What you should do
Where does "Initialize" appear in the data? Return each line that holds it.

(Saved data entries)
++++++

//! Error types for the engine binary.

/// Top-level error for the engine binary.
///
/// Each variant wraps a specific subsystem error, providing a single
/// error type that `main` can propagate with `?`.
#[derive(Debug, thiserror::Error)]
pub enum EngineError {
    /// Configuration loading failed.
    #[error("config error: {source}")]
    Config {
        /// The underlying config error.
        #[from]
        source: hive_core::ConfigError,
    },

    /// A storage backend could not be reached or prepared.
    #[error("storage error: {source}")]
    Storage {
        /// The underlying storage error.
        #[from]
        source: hive_db::DbError,
    },

    /// The driving loop failed.
    #[error("runner error: {source}")]
    Runner {
        /// The underlying runner error.
        #[from]
        source: hive_core::RunnerError,
    },
}
//! Player notifications raised while processing.

use std::sync::{Mutex, PoisonError};

use hive_types::{RoomName, UserId};
use serde::Serialize;

/// One message for one user.
#[derive(Debug, Clone, PartialEq, Eq, Serialize)]
#[serde(rename_all = "camelCase")]
pub struct Notification {
    /// Recipient.
    pub user: UserId,
    /// Room the event happened in.
    pub room: RoomName,
    /// Tick of the event.
    pub tick: u64,
    /// Message text.
    pub message: String,
}

/// Receiver of notifications.
pub trait NotificationSink: Send + Sync {
    /// Deliver one notification.
    fn notify(&self, notification: Notification);
}

/// Collects notifications in memory until drained.
#[derive(Debug, Default)]
pub struct NotificationBuffer {
    pending: Mutex<Vec<Notification>>,
}

impl NotificationBuffer {
    /// An empty buffer.
    pub fn new() -> Self {
        Self::default()
    }

    /// Remove and return everything collected so far.
    pub fn drain(&self) -> Vec<Notification> {
        std::mem::take(&mut *self.pending.lock().unwrap_or_else(PoisonError::into_inner))
    }

    /// Number of notifications waiting.
    pub fn len(&self) -> usize {
        self.pending
            .lock()
            .unwrap_or_else(PoisonError::into_inner)
            .len()
    }

    /// Whether nothing is waiting.
    pub fn is_empty(&self) -> bool {
        self.len() == 0
    }
}

impl NotificationSink for NotificationBuffer {
    fn notify(&self, notification: Notification) {
        tracing::debug!(
            user_id = %notification.user,
            room = %notification.room,
            tick = notification.tick,
            "Notification queued"
        );
        self.pending
            .lock()
            .unwrap_or_else(PoisonError::into_inner)
            .push(notification);
    }
}
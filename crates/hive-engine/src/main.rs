//! Tick engine binary for Hive.
//!
//! Loads configuration, connects the configured storage, and runs the
//! driving loop until the tick limit is reached or the process is
//! interrupted.
//!
//! # Startup Sequence
//!
//! 1. Load configuration from `hive-config.yaml` (or the path given as
//!    the first argument)
//! 2. Initialize structured logging (tracing)
//! 3. Connect storage: in-memory, or Dragonfly plus `PostgreSQL` history
//! 4. Publish CPU limits and the starting game time
//! 5. Run the driving loop; Ctrl-C requests a clean stop
//! 6. Log the result

mod error;
mod listener;

use std::path::{Path, PathBuf};
use std::sync::Arc;

use hive_core::config::{EngineConfig, LogFormat, StorageBackend};
use hive_core::{
    EventBus, OperatorState, TickEngine, TickEngineOptions, log_engine_end, run_engine,
    seed_environment,
};
use hive_db::{
    DragonflyStore, HistoryStore, MemoryStore, PostgresConfig, PostgresHistoryStore,
    PostgresPool, WorldStore,
};
use tracing::{info, warn};
use tracing_subscriber::EnvFilter;

use crate::error::EngineError;
use crate::listener::StatsListener;

/// Default configuration path, relative to the working directory.
const DEFAULT_CONFIG_PATH: &str = "hive-config.yaml";

/// Application entry point for the tick engine.
///
/// # Errors
///
/// Returns an error if configuration, storage or the driving loop fails.
#[tokio::main]
async fn main() -> Result<(), Box<dyn std::error::Error>> {
    // 1. Load configuration.
    let config_path = std::env::args()
        .nth(1)
        .map_or_else(|| PathBuf::from(DEFAULT_CONFIG_PATH), PathBuf::from);
    let (config, found) = load_config(&config_path)?;

    // 2. Initialize structured logging.
    init_logging(&config);
    info!("hive-engine starting");
    if found {
        info!(path = %config_path.display(), "Configuration loaded");
    } else {
        info!(path = %config_path.display(), "Config file not found, using defaults");
    }
    info!(
        storage = ?config.infrastructure.storage,
        tick_interval_ms = config.engine.tick_interval_ms,
        max_ticks = config.engine.max_ticks,
        room_concurrency = config.engine.room_concurrency,
        "Engine configuration"
    );

    // 3. Connect storage and run.
    match config.infrastructure.storage {
        StorageBackend::Memory => {
            let store = Arc::new(MemoryStore::new());
            let history = Arc::clone(&store);
            drive(&config, store, history).await?;
        }
        StorageBackend::Dragonfly => {
            let store = Arc::new(DragonflyStore::connect(&config.infrastructure.dragonfly_url).await?);
            info!("Dragonfly document store connected");

            let pool = PostgresPool::connect(&PostgresConfig::new(&config.infrastructure.postgres_url))
                .await?;
            pool.run_migrations().await?;
            let history = Arc::new(PostgresHistoryStore::new(pool.pool().clone()));
            drive(&config, store, history).await?;
        }
    }

    info!("hive-engine shutdown complete");
    Ok(())
}

/// Run the driving loop over one storage combination.
async fn drive<S, H>(config: &EngineConfig, store: Arc<S>, history: Arc<H>) -> Result<(), EngineError>
where
    S: WorldStore + 'static,
    H: HistoryStore + 'static,
{
    // 4. Publish CPU limits and the starting game time.
    let next_tick = seed_environment(store.as_ref(), &config.engine).await?;
    info!(next_tick, "Environment seeded");

    let engine = TickEngine::new(
        store,
        Some(history),
        TickEngineOptions::from(config),
        EventBus::default(),
    );
    let operator = Arc::new(OperatorState::new(
        config.engine.tick_interval_ms,
        config.engine.max_ticks,
    ));

    // 5. Ctrl-C requests a stop after the current tick.
    {
        let operator = Arc::clone(&operator);
        tokio::spawn(async move {
            match tokio::signal::ctrl_c().await {
                Ok(()) => {
                    info!("Interrupt received, stopping after the current tick");
                    operator.request_stop();
                }
                Err(e) => warn!(error = %e, "Failed to listen for interrupt"),
            }
        });
    }

    let mut listener = StatsListener::new();
    let result = run_engine(&engine, &operator, &mut listener).await?;

    // 6. Log results.
    log_engine_end(&result);
    listener.log_totals();
    Ok(())
}

/// Load the engine configuration, falling back to defaults when the file
/// does not exist. The flag reports whether the file was found.
fn load_config(path: &Path) -> Result<(EngineConfig, bool), EngineError> {
    if path.exists() {
        Ok((EngineConfig::from_file(path)?, true))
    } else {
        Ok((EngineConfig::parse("")?, false))
    }
}

/// Install the global subscriber. `RUST_LOG` wins over the configured level.
fn init_logging(config: &EngineConfig) {
    let filter = EnvFilter::try_from_default_env()
        .unwrap_or_else(|_| EnvFilter::new(&config.logging.level));
    match config.logging.format {
        LogFormat::Json => tracing_subscriber::fmt()
            .json()
            .with_env_filter(filter)
            .with_target(true)
            .init(),
        LogFormat::Pretty => tracing_subscriber::fmt()
            .with_env_filter(filter)
            .with_target(true)
            .init(),
    }
}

++++++

Task result
//! 2. Initialize structured logging (tracing)
    // 2. Initialize structured logging.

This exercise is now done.